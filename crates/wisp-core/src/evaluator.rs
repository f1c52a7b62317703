use std::collections::HashMap;

use crate::cancel::CancelFlag;
use crate::error::ScriptError;
use crate::value::{HostFunction, Value};

/// One evaluation request, assembled by the engine from a single-use
/// evaluation context.
///
/// `bindings` are the variables visible to the script (globals snapshot
/// with caller variables already shadowing them). `functions` are the host
/// functions bound for this call. `capture` names bindings whose
/// post-execution values the caller wants back (the module loader reads
/// `exports` this way).
pub struct EvalRequest<'a> {
    pub code: &'a str,
    /// Chunk name for error messages and logs.
    pub name: &'a str,
    pub bindings: &'a [(String, Value)],
    pub functions: &'a [(String, HostFunction)],
    pub capture: &'a [String],
    pub cancel: CancelFlag,
}

/// Result of one evaluation: the script's value plus any captured bindings.
#[derive(Debug)]
pub struct EvalOutcome {
    pub value: Value,
    pub captured: HashMap<String, Value>,
}

/// The opaque component that actually parses and runs script source.
///
/// The host treats this as a black box: it owes no language semantics, only
/// the calling convention of `EvalRequest`/`EvalOutcome`. Implementations
/// must honor the cancel flag at some bounded interval, and must convert
/// values at the boundary per the `Value` contract (numbers to f64,
/// array-likes to sequences, object-likes to mappings, opaque handles
/// passed through untouched).
pub trait Evaluator: Send + Sync {
    /// Short identifier used in logs and the engine's preference walk.
    fn name(&self) -> &'static str;

    fn eval(&self, request: EvalRequest<'_>) -> Result<EvalOutcome, ScriptError>;
}
impl Scheduler {
    /// Build a scheduler with a fixed-size worker pool of `workers`
    /// threads.
    pub fn new(workers: usize) -> io::Result<Self> {
        Ok(Self {
            table: Arc::new(TaskTable::default()),
            pool: WorkerPool::new("scheduler", workers)?,
            next_task_id: AtomicU64::new(0),
        })
    }

    /// Fire `callable` once after `delay`. The task leaves the active set
    /// after firing.
    pub fn schedule_once(&self, callable: TaskFn, delay: Duration) -> TaskId {
        let id = self.allocate_id();
        let next_fire = Arc::new(Mutex::new(Instant::now() + delay));
        let table = Arc::clone(&self.table);

        self.install(id, TaskKind::Once, Arc::clone(&next_fire), async move {
            tokio::time::sleep(delay).await;
            if !table.contains(id) {
                return; // cancelled while sleeping
            }
            run_callable(id, &callable);
            table.remove(id);
        });
        id
    }

    /// Fire `callable` every `interval`, first fire one interval from now.
    pub fn schedule_repeating(&self, callable: TaskFn, interval: Duration) -> TaskId {
        self.schedule_periodic(TaskKind::Repeating, callable, interval, interval)
    }

    /// Fire `callable` daily at `hour:minute` local time, starting today if
    /// that time is still ahead, otherwise tomorrow.
    pub fn schedule_daily(
        &self,
        callable: TaskFn,
        hour: u32,
        minute: u32,
    ) -> Result<TaskId, InvalidScheduleTime> {
        let first = delay_until_daily(hour, minute)?;
        Ok(self.schedule_periodic(TaskKind::Daily, callable, first, DAY))
    }

    /// Fire `callable` weekly on `weekday` at `hour:minute` local time.
    pub fn schedule_weekly(
        &self,
        callable: TaskFn,
        weekday: Weekday,
        hour: u32,
        minute: u32,
    ) -> Result<TaskId, InvalidScheduleTime> {
        let first = delay_until_weekly(weekday, hour, minute)?;
        Ok(self.schedule_periodic(TaskKind::Weekly, callable, first, WEEK))
    }

    /// Cancel a task: removes it from tracking and best-effort-cancels the
    /// underlying timer. A callable already mid-execution is not
    /// interrupted. Returns false for an unknown or already-finished id.
    pub fn cancel(&self, id: TaskId) -> bool {
        match self.table.remove(id) {
            Some(entry) => {
                if let Some(handle) = entry
                    .handle
                    .lock()
                    .unwrap_or_else(|e| e.into_inner())
                    .take()
                {
                    handle.abort();
                }
                debug!(target: "scheduler", "Cancelled task {id:?}");
                true
            }
            None => false,
        }
    }

    pub fn is_active(&self, id: TaskId) -> bool {
        self.table.contains(id)
    }

    /// Time until the task's next fire, or None for an unknown id. Zero
    /// when the fire time has arrived but the callable has not finished
    /// relinquishing the entry yet.
    pub fn remaining_time(&self, id: TaskId) -> Option<Duration> {
        let tasks = self.table.tasks.read().unwrap_or_else(|e| e.into_inner());
        let entry = tasks.get(&id)?;
        let next_fire = *entry.next_fire.lock().unwrap_or_else(|e| e.into_inner());
        Some(next_fire.saturating_duration_since(Instant::now()))
    }

    pub fn kind(&self, id: TaskId) -> Option<TaskKind> {
        self.table
            .tasks
            .read()
            .unwrap_or_else(|e| e.into_inner())
            .get(&id)
            .map(|entry| entry.kind)
    }

    /// Active task ids, ordered by creation.
    pub fn active_tasks(&self) -> Vec<TaskId> {
        let mut ids: Vec<TaskId> = self
            .table
            .tasks
            .read()
            .unwrap_or_else(|e| e.into_inner())
            .keys()
            .copied()
            .collect();
        ids.sort();
        ids
    }

    pub fn cancel_all(&self) {
        let ids = self.active_tasks();
        debug!(target: "scheduler", "Cancelling {} task(s)", ids.len());
        for id in ids {
            self.cancel(id);
        }
    }

    /// Drain the worker pool within `grace`, then force-stop it. Tasks
    /// scheduled afterwards never run.
    pub fn shutdown(&self, grace: Duration) {
        self.cancel_all();
        self.pool.shutdown(grace);
    }

    fn schedule_periodic(
        &self,
        kind: TaskKind,
        callable: TaskFn,
        first: Duration,
        period: Duration,
    ) -> TaskId {
        let id = self.allocate_id();
        let next_fire = Arc::new(Mutex::new(Instant::now() + first));
        let table = Arc::clone(&self.table);
        let loop_next_fire = Arc::clone(&next_fire);

        self.install(id, kind, next_fire, async move {
            let mut sleep_for = first;
            loop {
                tokio::time::sleep(sleep_for).await;
                if !table.contains(id) {
                    return;
                }
                run_callable(id, &callable);
                sleep_for = period;
                *loop_next_fire.lock().unwrap_or_else(|e| e.into_inner()) =
                    Instant::now() + period;
            }
        });
        id
    }

    fn allocate_id(&self) -> TaskId {
        TaskId(self.next_task_id.fetch_add(1, Ordering::SeqCst))
    }

    /// Insert the entry before spawning so the task future always finds
    /// itself in the table, then attach the join handle after the fact.
    fn install(
        &self,
        id: TaskId,
        kind: TaskKind,
        next_fire: Arc<Mutex<Instant>>,
        future: impl std::future::Future<Output = ()> + Send + 'static,
    ) {
        self.table
            .tasks
            .write()
            .unwrap_or_else(|e| e.into_inner())
            .insert(
                id,
                TaskEntry {
                    kind,
                    next_fire,
                    handle: Mutex::new(None),
                },
            );

        match self.pool.spawn_future(future) {
            Some(handle) => {
                let tasks = self.table.tasks.read().unwrap_or_else(|e| e.into_inner());
                // A zero-delay one-shot may already have fired and removed
                // itself; the finished handle is simply dropped then.
                if let Some(entry) = tasks.get(&id) {
                    *entry.handle.lock().unwrap_or_else(|e| e.into_inner()) = Some(handle);
                }
            }
            None => {
                warn!(target: "scheduler", "Scheduler is shut down, dropping task {id:?}");
                self.table.remove(id);
            }
        }
    }
}
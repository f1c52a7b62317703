use serde::{Deserialize, Serialize};
use std::collections::HashMap;
use std::path::{Path, PathBuf};
use std::time::Duration;

use anyhow::Context;
use wisp_scripting_host::SandboxPolicy;

/// Host-wide configuration, loadable from TOML.
#[derive(Debug, Clone, Serialize, Deserialize)]
pub struct HostConfig {
    /// Worker threads for the event bus pool
    #[serde(default = "default_event_workers")]
    pub event_workers: usize,

    /// Worker threads for the scheduler pool
    #[serde(default = "default_scheduler_workers")]
    pub scheduler_workers: usize,

    /// Grace period for draining worker pools at shutdown
    #[serde(default = "default_shutdown_grace_ms")]
    pub shutdown_grace_ms: u64,

    /// Sandbox policy applied to untrusted executions
    #[serde(default)]
    pub sandbox: SandboxConfig,

    /// Free-form values handed to embedder bindings (binding name -> config)
    #[serde(default)]
    pub bindings: HashMap<String, toml::Value>,
}

fn default_event_workers() -> usize {
    4
}

fn default_scheduler_workers() -> usize {
    2
}

fn default_shutdown_grace_ms() -> u64 {
    2000
}

impl Default for HostConfig {
    fn default() -> Self {
        Self {
            event_workers: default_event_workers(),
            scheduler_workers: default_scheduler_workers(),
            shutdown_grace_ms: default_shutdown_grace_ms(),
            sandbox: SandboxConfig::default(),
            bindings: HashMap::new(),
        }
    }
}

impl HostConfig {
    /// Load from a TOML file.
    pub fn load(path: &Path) -> anyhow::Result<Self> {
        let raw = std::fs::read_to_string(path)
            .with_context(|| format!("Failed to read config file {}", path.display()))?;
        toml::from_str(&raw)
            .with_context(|| format!("Failed to parse config file {}", path.display()))
    }

    /// Default config file location (`<os config dir>/wisp/wisp.toml`), if
    /// a home directory can be determined.
    pub fn default_path() -> Option<PathBuf> {
        directories::ProjectDirs::from("", "", "wisp")
            .map(|dirs| dirs.config_dir().join("wisp.toml"))
    }

    pub fn shutdown_grace(&self) -> Duration {
        Duration::from_millis(self.shutdown_grace_ms)
    }
}

/// Sandbox capability flags and timeout. All capabilities default to
/// denied.
#[derive(Debug, Clone, Serialize, Deserialize)]
pub struct SandboxConfig {
    #[serde(default)]
    pub allow_file_access: bool,

    #[serde(default)]
    pub allow_network_access: bool,

    #[serde(default)]
    pub allow_process_access: bool,

    /// Wall-clock budget for one sandboxed execution
    #[serde(default = "default_sandbox_timeout_ms")]
    pub timeout_ms: u64,
}

fn default_sandbox_timeout_ms() -> u64 {
    5000
}

impl Default for SandboxConfig {
    fn default() -> Self {
        Self {
            allow_file_access: false,
            allow_network_access: false,
            allow_process_access: false,
            timeout_ms: default_sandbox_timeout_ms(),
        }
    }
}

impl SandboxConfig {
    pub fn to_policy(&self) -> SandboxPolicy {
        SandboxPolicy::builder()
            .allow_file_access(self.allow_file_access)
            .allow_network_access(self.allow_network_access)
            .allow_process_access(self.allow_process_access)
            .timeout(Duration::from_millis(self.timeout_ms))
            .build()
    }
}

#[cfg(test)]
mod tests {
    use super::*;

    #[test]
    fn defaults_are_sane() {
        let config = HostConfig::default();
        assert_eq!(config.event_workers, 4);
        assert_eq!(config.scheduler_workers, 2);
        assert!(!config.sandbox.allow_file_access);
        assert_eq!(config.shutdown_grace(), Duration::from_secs(2));
    }

    #[test]
    fn parses_partial_toml() {
        let config: HostConfig = toml::from_str(
            r#"
            event_workers = 8

            [sandbox]
            allow_file_access = true
            timeout_ms = 250
            "#,
        )
        .unwrap();

        assert_eq!(config.event_workers, 8);
        assert_eq!(config.scheduler_workers, 2);
        assert!(config.sandbox.allow_file_access);
        assert!(!config.sandbox.allow_network_access);
        assert_eq!(config.sandbox.timeout_ms, 250);
    }

    #[test]
    fn load_from_file() {
        let dir = tempfile::tempdir().unwrap();
        let path = dir.path().join("wisp.toml");
        std::fs::write(&path, "scheduler_workers = 3\n").unwrap();

        let config = HostConfig::load(&path).unwrap();
        assert_eq!(config.scheduler_workers, 3);
    }

    #[test]
    fn load_missing_file_errors() {
        let dir = tempfile::tempdir().unwrap();
        assert!(HostConfig::load(&dir.path().join("absent.toml")).is_err());
    }
}
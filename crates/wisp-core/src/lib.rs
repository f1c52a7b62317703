/// Core types for the wisp script host
///
/// This crate provides the foundational types shared by the engine, event
/// bus, and scheduler crates: the tagged `Value` that crosses the
/// script/host boundary, the `ScriptError` taxonomy, the evaluator seam,
/// cooperative cancellation, and the bounded worker pool.
pub mod cancel;
pub mod error;
pub mod evaluator;
pub mod pool;
pub mod value;

pub use cancel::CancelFlag;
pub use error::ScriptError;
pub use evaluator::{EvalOutcome, EvalRequest, Evaluator};
pub use pool::WorkerPool;
pub use value::{HostFunction, OpaqueValue, Value};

● ● ● ●

* [WHAT NEEDS TO BE DONE] A word-for-word copy of the lines above from the one with "handle.abort();" through the one with "has not finished", inclusive, is the only output wanted.

* [ANSWER TO THIS EXERCISE]
                    handle.abort();
                }
                debug!(target: "scheduler", "Cancelled task {id:?}");
                true
            }
            None => false,
        }
    }

    pub fn is_active(&self, id: TaskId) -> bool {
        self.table.contains(id)
    }

    /// Time until the task's next fire, or None for an unknown id. Zero
    /// when the fire time has arrived but the callable has not finished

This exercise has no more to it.